━━━━━ Information given ━━━━━

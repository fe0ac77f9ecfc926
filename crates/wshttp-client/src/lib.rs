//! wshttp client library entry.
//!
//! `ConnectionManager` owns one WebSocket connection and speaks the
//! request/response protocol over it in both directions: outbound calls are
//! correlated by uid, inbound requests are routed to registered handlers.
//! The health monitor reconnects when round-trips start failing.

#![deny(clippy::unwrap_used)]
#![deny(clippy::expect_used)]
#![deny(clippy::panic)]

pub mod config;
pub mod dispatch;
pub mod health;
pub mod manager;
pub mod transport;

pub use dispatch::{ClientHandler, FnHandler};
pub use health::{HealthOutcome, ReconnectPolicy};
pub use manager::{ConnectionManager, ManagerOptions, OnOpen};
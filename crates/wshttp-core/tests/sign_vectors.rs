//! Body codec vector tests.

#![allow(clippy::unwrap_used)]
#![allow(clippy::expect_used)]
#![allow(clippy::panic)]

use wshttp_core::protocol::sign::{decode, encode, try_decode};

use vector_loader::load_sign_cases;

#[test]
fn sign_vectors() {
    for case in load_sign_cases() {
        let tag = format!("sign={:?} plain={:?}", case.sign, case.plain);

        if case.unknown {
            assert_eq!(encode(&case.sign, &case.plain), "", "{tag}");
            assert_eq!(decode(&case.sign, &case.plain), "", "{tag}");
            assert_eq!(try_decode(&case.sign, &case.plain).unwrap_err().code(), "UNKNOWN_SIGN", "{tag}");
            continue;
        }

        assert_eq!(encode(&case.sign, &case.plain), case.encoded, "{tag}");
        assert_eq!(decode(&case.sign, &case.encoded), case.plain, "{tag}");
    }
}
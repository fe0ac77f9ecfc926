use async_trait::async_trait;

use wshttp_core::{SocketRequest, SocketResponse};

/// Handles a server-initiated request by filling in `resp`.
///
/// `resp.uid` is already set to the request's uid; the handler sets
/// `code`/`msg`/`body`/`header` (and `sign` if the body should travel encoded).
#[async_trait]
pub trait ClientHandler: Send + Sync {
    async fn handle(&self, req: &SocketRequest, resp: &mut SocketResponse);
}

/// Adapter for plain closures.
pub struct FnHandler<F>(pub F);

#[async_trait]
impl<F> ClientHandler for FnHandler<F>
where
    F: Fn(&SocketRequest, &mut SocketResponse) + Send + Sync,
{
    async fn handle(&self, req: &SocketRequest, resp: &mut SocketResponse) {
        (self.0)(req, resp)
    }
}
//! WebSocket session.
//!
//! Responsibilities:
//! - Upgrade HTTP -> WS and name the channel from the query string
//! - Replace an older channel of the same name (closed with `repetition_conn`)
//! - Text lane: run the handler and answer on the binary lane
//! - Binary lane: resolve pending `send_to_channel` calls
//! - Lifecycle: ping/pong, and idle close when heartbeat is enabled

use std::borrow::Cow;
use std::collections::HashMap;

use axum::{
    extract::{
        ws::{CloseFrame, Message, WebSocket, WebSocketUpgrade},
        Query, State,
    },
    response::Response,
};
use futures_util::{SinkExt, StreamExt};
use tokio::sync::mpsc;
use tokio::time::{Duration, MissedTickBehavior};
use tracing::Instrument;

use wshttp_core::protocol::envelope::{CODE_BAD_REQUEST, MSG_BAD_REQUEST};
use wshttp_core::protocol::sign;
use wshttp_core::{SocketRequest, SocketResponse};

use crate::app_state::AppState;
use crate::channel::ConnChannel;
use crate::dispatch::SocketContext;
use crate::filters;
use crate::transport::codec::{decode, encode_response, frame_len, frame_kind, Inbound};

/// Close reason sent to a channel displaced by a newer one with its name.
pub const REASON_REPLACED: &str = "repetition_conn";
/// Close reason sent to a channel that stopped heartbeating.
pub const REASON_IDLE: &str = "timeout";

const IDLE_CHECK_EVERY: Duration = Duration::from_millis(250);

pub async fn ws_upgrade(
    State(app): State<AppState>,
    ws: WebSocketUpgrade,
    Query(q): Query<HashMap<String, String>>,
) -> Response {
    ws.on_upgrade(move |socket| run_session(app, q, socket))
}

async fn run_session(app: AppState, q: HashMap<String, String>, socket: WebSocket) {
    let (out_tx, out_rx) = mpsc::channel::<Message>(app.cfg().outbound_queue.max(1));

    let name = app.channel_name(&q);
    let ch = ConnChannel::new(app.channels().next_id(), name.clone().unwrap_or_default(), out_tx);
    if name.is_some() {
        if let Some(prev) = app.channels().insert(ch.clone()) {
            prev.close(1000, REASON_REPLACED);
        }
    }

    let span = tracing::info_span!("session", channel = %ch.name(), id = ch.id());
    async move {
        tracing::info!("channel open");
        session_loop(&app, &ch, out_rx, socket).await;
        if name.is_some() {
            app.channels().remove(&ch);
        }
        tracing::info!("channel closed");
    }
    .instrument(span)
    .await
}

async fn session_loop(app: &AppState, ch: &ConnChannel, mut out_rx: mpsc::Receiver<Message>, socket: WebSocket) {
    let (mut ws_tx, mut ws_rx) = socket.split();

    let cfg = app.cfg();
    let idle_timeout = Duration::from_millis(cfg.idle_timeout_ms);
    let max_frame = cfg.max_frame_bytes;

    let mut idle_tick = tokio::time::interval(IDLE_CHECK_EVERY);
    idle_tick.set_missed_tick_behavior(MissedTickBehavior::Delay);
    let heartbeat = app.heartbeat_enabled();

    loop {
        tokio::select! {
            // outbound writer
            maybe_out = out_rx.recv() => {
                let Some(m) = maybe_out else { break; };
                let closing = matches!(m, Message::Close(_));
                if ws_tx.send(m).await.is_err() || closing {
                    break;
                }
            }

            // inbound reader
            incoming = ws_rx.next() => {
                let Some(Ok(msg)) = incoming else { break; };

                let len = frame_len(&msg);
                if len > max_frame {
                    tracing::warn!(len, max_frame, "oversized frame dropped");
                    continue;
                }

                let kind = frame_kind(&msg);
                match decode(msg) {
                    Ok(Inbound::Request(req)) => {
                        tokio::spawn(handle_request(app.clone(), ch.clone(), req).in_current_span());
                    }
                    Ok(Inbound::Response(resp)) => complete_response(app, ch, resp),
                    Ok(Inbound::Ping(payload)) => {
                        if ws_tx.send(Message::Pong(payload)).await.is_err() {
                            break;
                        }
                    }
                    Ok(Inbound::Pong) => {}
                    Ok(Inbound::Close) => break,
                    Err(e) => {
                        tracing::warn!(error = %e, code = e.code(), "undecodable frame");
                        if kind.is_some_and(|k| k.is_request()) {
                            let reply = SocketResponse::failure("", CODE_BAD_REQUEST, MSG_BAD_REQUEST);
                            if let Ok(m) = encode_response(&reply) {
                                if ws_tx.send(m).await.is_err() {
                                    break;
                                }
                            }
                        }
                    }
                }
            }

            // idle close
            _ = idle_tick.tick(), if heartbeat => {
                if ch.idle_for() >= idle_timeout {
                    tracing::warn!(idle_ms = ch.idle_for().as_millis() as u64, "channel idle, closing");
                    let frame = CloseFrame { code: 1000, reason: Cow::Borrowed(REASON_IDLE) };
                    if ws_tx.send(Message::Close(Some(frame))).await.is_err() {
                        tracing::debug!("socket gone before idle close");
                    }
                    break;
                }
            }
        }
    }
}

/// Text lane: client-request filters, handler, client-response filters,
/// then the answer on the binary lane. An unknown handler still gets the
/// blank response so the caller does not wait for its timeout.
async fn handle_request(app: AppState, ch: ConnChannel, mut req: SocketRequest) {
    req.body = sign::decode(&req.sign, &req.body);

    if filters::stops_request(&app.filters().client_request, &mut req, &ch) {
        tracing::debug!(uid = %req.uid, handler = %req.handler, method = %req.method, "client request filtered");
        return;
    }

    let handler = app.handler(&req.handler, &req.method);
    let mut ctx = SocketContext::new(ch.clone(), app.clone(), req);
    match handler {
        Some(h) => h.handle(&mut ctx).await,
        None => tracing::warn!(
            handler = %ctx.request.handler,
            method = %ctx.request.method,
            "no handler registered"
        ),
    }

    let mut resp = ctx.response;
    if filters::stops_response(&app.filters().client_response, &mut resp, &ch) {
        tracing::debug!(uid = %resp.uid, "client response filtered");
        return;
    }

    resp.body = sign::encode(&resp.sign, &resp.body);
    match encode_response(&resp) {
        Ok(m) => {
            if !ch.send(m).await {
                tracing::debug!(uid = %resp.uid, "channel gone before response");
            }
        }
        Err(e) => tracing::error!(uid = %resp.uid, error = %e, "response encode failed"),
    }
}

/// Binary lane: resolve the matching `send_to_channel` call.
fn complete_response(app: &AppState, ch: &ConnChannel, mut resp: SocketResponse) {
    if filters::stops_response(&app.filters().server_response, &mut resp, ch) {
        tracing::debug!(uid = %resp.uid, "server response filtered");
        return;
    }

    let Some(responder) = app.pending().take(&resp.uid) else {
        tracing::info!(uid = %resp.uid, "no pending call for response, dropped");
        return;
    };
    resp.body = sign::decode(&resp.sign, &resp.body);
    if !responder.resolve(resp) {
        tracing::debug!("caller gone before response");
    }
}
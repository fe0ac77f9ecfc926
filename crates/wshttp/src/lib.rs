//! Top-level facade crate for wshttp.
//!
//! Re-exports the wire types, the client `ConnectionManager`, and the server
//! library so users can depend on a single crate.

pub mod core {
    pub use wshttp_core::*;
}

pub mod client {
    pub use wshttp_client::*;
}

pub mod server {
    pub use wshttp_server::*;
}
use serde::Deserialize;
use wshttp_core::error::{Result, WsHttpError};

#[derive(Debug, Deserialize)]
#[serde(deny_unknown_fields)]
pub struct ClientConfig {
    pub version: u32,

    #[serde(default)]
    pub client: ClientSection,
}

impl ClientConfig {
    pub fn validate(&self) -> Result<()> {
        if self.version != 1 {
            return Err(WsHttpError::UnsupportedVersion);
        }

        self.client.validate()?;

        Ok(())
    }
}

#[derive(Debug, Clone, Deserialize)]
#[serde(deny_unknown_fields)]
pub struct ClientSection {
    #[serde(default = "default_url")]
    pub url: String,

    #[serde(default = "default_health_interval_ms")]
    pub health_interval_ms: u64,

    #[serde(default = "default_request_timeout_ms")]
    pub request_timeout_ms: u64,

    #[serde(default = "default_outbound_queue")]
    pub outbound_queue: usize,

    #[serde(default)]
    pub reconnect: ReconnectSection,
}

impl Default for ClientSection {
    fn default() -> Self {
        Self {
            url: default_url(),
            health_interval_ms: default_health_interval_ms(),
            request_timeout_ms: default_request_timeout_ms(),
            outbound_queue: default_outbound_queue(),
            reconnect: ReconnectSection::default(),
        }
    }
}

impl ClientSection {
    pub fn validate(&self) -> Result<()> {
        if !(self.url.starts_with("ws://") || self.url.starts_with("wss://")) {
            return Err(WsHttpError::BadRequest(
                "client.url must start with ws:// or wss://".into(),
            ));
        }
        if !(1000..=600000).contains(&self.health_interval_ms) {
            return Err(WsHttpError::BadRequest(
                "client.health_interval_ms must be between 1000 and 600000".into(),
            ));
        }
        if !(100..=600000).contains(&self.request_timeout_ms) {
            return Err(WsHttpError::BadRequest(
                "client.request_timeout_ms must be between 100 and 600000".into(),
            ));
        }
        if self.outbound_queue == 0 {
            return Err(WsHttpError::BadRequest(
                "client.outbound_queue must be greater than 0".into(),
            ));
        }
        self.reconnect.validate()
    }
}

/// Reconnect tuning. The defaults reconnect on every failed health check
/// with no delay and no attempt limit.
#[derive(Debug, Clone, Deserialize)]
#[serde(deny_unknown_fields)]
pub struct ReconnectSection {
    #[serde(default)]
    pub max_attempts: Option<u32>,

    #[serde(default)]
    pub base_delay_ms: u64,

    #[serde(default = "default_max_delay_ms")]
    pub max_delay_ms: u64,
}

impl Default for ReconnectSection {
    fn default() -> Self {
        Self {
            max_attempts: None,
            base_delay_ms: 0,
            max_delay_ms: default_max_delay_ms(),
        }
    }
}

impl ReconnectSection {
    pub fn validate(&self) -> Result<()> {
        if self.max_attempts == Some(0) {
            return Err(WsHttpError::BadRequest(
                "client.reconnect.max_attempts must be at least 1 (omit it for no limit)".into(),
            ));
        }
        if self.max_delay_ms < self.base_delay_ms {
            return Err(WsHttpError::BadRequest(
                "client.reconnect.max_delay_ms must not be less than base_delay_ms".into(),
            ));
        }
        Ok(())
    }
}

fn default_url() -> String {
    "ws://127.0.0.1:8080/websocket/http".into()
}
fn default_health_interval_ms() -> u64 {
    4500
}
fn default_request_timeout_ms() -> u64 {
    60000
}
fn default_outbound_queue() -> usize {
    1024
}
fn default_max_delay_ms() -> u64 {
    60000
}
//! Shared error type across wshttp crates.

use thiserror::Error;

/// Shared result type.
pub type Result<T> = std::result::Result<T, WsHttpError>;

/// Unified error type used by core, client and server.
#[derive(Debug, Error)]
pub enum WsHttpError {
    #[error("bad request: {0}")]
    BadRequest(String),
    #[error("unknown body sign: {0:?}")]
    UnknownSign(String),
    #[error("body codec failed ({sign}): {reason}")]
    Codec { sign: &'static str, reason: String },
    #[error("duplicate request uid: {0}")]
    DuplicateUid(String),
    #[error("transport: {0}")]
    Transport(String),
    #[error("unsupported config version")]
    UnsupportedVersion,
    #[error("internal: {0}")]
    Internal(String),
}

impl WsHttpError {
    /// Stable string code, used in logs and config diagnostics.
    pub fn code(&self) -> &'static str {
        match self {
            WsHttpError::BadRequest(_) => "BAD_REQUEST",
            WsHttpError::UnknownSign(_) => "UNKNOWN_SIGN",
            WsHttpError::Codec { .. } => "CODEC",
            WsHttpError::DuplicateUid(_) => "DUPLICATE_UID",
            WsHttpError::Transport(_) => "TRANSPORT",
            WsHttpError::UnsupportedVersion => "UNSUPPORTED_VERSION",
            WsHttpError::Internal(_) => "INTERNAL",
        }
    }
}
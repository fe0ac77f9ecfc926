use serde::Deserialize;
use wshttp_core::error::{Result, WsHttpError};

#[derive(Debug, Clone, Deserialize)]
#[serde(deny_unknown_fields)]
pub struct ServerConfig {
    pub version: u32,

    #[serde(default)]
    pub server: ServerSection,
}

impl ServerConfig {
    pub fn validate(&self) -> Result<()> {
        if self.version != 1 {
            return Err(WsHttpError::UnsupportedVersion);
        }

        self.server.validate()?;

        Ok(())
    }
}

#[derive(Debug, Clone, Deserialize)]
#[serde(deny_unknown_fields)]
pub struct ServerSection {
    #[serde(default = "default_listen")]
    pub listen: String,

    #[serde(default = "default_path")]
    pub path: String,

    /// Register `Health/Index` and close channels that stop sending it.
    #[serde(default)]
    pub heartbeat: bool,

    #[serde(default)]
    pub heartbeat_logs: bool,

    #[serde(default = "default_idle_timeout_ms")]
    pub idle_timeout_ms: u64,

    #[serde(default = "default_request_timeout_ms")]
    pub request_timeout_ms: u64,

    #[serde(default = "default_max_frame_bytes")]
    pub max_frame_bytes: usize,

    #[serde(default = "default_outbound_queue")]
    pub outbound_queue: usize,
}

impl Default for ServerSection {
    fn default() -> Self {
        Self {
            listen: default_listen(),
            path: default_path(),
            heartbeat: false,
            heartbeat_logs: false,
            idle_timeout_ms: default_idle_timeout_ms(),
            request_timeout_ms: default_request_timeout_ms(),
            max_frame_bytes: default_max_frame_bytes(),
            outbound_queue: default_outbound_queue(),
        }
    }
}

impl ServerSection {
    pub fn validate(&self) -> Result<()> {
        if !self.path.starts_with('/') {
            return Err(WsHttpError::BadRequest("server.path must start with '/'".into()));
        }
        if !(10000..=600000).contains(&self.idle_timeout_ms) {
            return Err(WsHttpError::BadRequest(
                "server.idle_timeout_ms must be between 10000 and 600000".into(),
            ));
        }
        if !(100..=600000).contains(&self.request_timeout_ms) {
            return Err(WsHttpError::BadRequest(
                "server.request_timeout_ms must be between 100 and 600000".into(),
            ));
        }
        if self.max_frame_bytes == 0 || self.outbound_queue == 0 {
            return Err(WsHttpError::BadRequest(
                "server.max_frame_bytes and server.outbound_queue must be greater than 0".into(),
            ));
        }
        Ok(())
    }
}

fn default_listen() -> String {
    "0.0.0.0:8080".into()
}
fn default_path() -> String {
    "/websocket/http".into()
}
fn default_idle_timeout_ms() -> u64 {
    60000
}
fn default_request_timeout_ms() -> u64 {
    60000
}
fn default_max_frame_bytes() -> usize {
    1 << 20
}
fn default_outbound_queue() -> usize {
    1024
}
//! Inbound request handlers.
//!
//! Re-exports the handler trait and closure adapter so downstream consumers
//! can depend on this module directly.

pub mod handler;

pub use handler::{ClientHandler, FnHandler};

━━━━━

**Directions for this task**.
Word for word, restate the data above from its first line down to and including the line with "outbound calls are".

**Final answer**.
repository fe0ac77f9ecfc926
filename crates/wshttp-client/src/lib.rs
//! wshttp client library entry.
//!
//! `ConnectionManager` owns one WebSocket connection and speaks the
//! request/response protocol over it in both directions: outbound calls are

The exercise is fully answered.